The People’s United Party (PUP) was born in 1950 with an anti-British attitude. One aspect of the early PUP which is usually glossed over is a pro-United States strain, as expressed in their waving of the American flag in PUP parades and their public singing of “God Bless America.” The early PUP was pro-American because of Bob Turton, George Price’s boss, who was dong most of his business with American companies, and because thousands of Belizean workers returning home from work in the Panama Canal Zone had become pro-American.

The PUP here remained anti-British right up to independence in 1981, but Belize’s pro-British minority, which formed the opposition to the PUP in 1951, became decidedly pro-American in 1973 when the United Democratic Party (UDP) absorbed the National Independence Party (NIP). The NIP, Her Majesty’s Loyal Opposition, had become somewhat anti-American in 1966 when Philip Goldson, the NIP Leader, exposed the Thirteen Proposals, confirmed as factual in 1968 when Bethuel Webster, the U.S. mediator in the Anglo-Guatemalan dispute, officially released his Seventeen Proposals.

With the formation of the UDP in 1973, a party which began pushing free market capitalism and anti-communism, in direct accord with U.S. foreign policy, the ruling PUP became more skeptical of American intentions in Belize, even while they were absolutely convinced that the British could not be trusted.

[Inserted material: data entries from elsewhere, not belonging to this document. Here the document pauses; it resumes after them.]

// This module provides the symbolization session shared by reference with every translation
// of a module. SymbolizeSession owns interior-mutable statistics and the list of diagnostics
// raised while translating, plus the name of the function currently being translated so
// diagnostics can be attributed. The pass and the per-function translator only ever hold a
// shared reference, so recording goes through RefCell. SessionStats tracks functions
// symbolized and skipped, instructions visited with a per-kind breakdown, runtime calls
// emitted, expressions cached, merge nodes resolved, shadow globals created and diagnostics
// raised. Its Display implementation is what the command-line driver prints for --stats.

//! Symbolization session management.
//!
//! The session outlives every per-function translation and collects what
//! happened during a run: counters and the diagnostics for constructs that
//! were skipped.

use std::cell::RefCell;
use std::collections::HashMap;
use std::fmt;

use super::error::{Diagnostic, DiagnosticKind};

/// Symbolization session.
#[derive(Debug, Default)]
pub struct SymbolizeSession {
    /// Session statistics.
    stats: RefCell<SessionStats>,

    /// Diagnostics in the order they were raised.
    diagnostics: RefCell<Vec<Diagnostic>>,

    /// Function currently being translated.
    current_function: RefCell<Option<String>>,
}

impl SymbolizeSession {
    pub fn new() -> Self {
        Self::default()
    }

    /// Set current function being translated.
    pub fn set_current_function(&self, name: &str) {
        *self.current_function.borrow_mut() = Some(name.to_string());
    }

    pub fn clear_current_function(&self) {
        *self.current_function.borrow_mut() = None;
    }

    pub fn current_function(&self) -> Option<String> {
        self.current_function.borrow().clone()
    }

    /// Record a skipped construct in the current function and log it.
    pub fn report(&self, kind: DiagnosticKind, message: impl Into<String>) {
        let diagnostic = Diagnostic {
            function: self.current_function().unwrap_or_default(),
            kind,
            message: message.into(),
        };
        log::warn!("⚠️  {diagnostic}");
        self.stats.borrow_mut().diagnostics_raised += 1;
        self.diagnostics.borrow_mut().push(diagnostic);
    }

    /// All diagnostics raised so far.
    pub fn diagnostics(&self) -> Vec<Diagnostic> {
        self.diagnostics.borrow().clone()
    }

    pub fn record_function_symbolized(&self) {
        self.stats.borrow_mut().functions_symbolized += 1;
    }

    pub fn record_function_skipped(&self) {
        self.stats.borrow_mut().functions_skipped += 1;
    }

    /// Record a visited instruction of the given kind.
    pub fn record_instruction_visited(&self, kind: &str) {
        let mut stats = self.stats.borrow_mut();
        stats.instructions_visited += 1;
        *stats.instruction_counts.entry(kind.to_string()).or_insert(0) += 1;
    }

    pub fn record_runtime_call(&self) {
        self.stats.borrow_mut().runtime_calls_emitted += 1;
    }

    pub fn record_expression_cached(&self) {
        self.stats.borrow_mut().expressions_cached += 1;
    }

    pub fn record_merge_resolved(&self) {
        self.stats.borrow_mut().merge_nodes_resolved += 1;
    }

    pub fn record_shadow_global(&self) {
        self.stats.borrow_mut().shadow_globals_created += 1;
    }

    /// Get session statistics.
    pub fn stats(&self) -> SessionStats {
        self.stats.borrow().clone()
    }
}

/// Symbolization statistics.
#[derive(Debug, Default, Clone)]
pub struct SessionStats {
    /// Functions that were instrumented.
    pub functions_symbolized: usize,

    /// Declarations, runtime functions and the startup routine.
    pub functions_skipped: usize,

    /// Original instructions visited.
    pub instructions_visited: usize,

    /// Count of each instruction kind visited.
    pub instruction_counts: HashMap<String, usize>,

    /// Calls into the symbolic runtime inserted.
    pub runtime_calls_emitted: usize,

    /// Values that received a cached shadow expression.
    pub expressions_cached: usize,

    /// Shadow merge nodes whose incoming edges were filled in.
    pub merge_nodes_resolved: usize,

    /// Shadow globals created during module setup.
    pub shadow_globals_created: usize,

    pub diagnostics_raised: usize,
}

impl fmt::Display for SessionStats {
    fn fmt(&self, f: &mut fmt::Formatter<'_>) -> fmt::Result {
        writeln!(f, "Symbolization Session Statistics:")?;
        writeln!(f, "  Functions symbolized: {}", self.functions_symbolized)?;
        writeln!(f, "  Functions skipped: {}", self.functions_skipped)?;
        writeln!(f, "  Instructions visited: {}", self.instructions_visited)?;
        writeln!(f, "  Runtime calls emitted: {}", self.runtime_calls_emitted)?;
        writeln!(f, "  Expressions cached: {}", self.expressions_cached)?;
        writeln!(f, "  Merge nodes resolved: {}", self.merge_nodes_resolved)?;
        writeln!(f, "  Shadow globals created: {}", self.shadow_globals_created)?;
        writeln!(f, "  Diagnostics raised: {}", self.diagnostics_raised)?;

        if !self.instruction_counts.is_empty() {
            writeln!(f, "  Instruction breakdown:")?;
            let mut sorted: Vec<_> = self.instruction_counts.iter().collect();
            sorted.sort_by(|(a_kind, a), (b_kind, b)| b.cmp(a).then(a_kind.cmp(b_kind)));

            for (kind, count) in sorted.into_iter().take(10) {
                writeln!(f, "    {}: {}", kind, count)?;
            }
        }

        Ok(())
    }
}

#[cfg(test)]
mod tests {
    use super::*;

    #[test]
    fn test_session_creation() {
        let session = SymbolizeSession::new();

        let stats = session.stats();
        assert_eq!(stats.functions_symbolized, 0);
        assert_eq!(stats.instructions_visited, 0);
        assert!(session.diagnostics().is_empty());
        assert_eq!(session.current_function(), None);
    }

    #[test]
    fn test_session_statistics() {
        let session = SymbolizeSession::new();

        session.record_function_symbolized();
        session.record_function_skipped();
        session.record_function_skipped();
        session.record_instruction_visited("add");
        session.record_instruction_visited("icmp");
        session.record_instruction_visited("add");
        session.record_runtime_call();
        session.record_expression_cached();
        session.record_merge_resolved();
        session.record_shadow_global();

        let stats = session.stats();
        assert_eq!(stats.functions_symbolized, 1);
        assert_eq!(stats.functions_skipped, 2);
        assert_eq!(stats.instructions_visited, 3);
        assert_eq!(stats.instruction_counts["add"], 2);
        assert_eq!(stats.instruction_counts["icmp"], 1);
        assert_eq!(stats.runtime_calls_emitted, 1);
        assert_eq!(stats.expressions_cached, 1);
        assert_eq!(stats.merge_nodes_resolved, 1);
        assert_eq!(stats.shadow_globals_created, 1);
    }

    #[test]
    fn test_diagnostics_are_attributed() {
        let session = SymbolizeSession::new();

        session.set_current_function("parse_header");
        session.report(DiagnosticKind::IndirectCall, "call ptr %fp()");
        session.clear_current_function();
        session.report(DiagnosticKind::UnknownInstruction, "unreachable");

        let diagnostics = session.diagnostics();
        assert_eq!(diagnostics.len(), 2);
        assert_eq!(diagnostics[0].function, "parse_header");
        assert_eq!(diagnostics[0].kind, DiagnosticKind::IndirectCall);
        assert_eq!(diagnostics[1].function, "");
        assert_eq!(session.stats().diagnostics_raised, 2);
        assert_eq!(
            diagnostics[0].to_string(),
            "warning: indirect call in parse_header: call ptr %fp()"
        );
    }

    #[test]
    fn test_statistics_display() {
        let session = SymbolizeSession::new();

        session.record_function_symbolized();
        session.record_instruction_visited("add");
        session.record_instruction_visited("icmp");

        let output = format!("{}", session.stats());
        assert!(output.contains("Functions symbolized: 1"));
        assert!(output.contains("Instructions visited: 2"));
        assert!(output.contains("    add: 1"));
    }
}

This is how Belize staggered through the 1970s, with the PUP government being pressured by both the British and the Americans to cede land to the Guatemalans, while the pro-American UDP was riding a wave of anti-PUP sentiment.

The Belize population was a hundred times larger than Diego Garcia’s. Like the people of Diego Garcia, nevertheless, the people of Belize, especially black ones, had become obstacles to the interests of the superpowers – Washington and London. Black Belizeans were encouraged to migrate to the United States after Hurricane Hattie in 1961, and then in the latter part of the 1970s Belize’s borders were opened up, with United Nations’ encouragement and financing, to Central American refugees fleeing war and revolution in Salvador, Nicaragua, and Guatemala. The population of Belize changed quickly between 1961 and 1981, but not radically enough to drink the Heads of Agreement cocktail mixed by Washington and London in 1981. There was violent Belizean resistance to the Heads, and that resistance almost led to civil war here.

There are many Belizeans who are proud of their British DNA. But, despite what they may think or wish, they are not white, and race matters. Race matters, Jack. The British spent two billion pounds in 1982 defending the white Falkland Islanders, just months after they refused black Belize a mere defence guarantee. This is the real of the British Empire. Still, some of us wear their medals, and we revere Buckingham Palace.

By now, however, we roots Belizeans should know this for a fact: we, the Belizean people, are irrelevant and dispensable. The lesson of Diego Garcia is cold. We Belizeans live on a piece of land and sea which is very valuable – “wealth untold.” But we, the Belizean people, stand in the way of “progress.” This is how Wall Street and the City of London see it. The evidence is very, very strong. 32 years after Belizean independence, there are few of you who can deny this reality.

We are, nonetheless, in a better position than the one in which the Chagos Islanders found themselves. We have contact with each other, at home and abroad, and we have contact with the region and with the world. We need to increase the frequency and intensity of these contacts. We need, also, to identify those voices amongst us which have been bought and paid for, as it is said. Finally, and fundamentally, it is as the old people said it, and they said it best: “Sleep wid yu own eye.”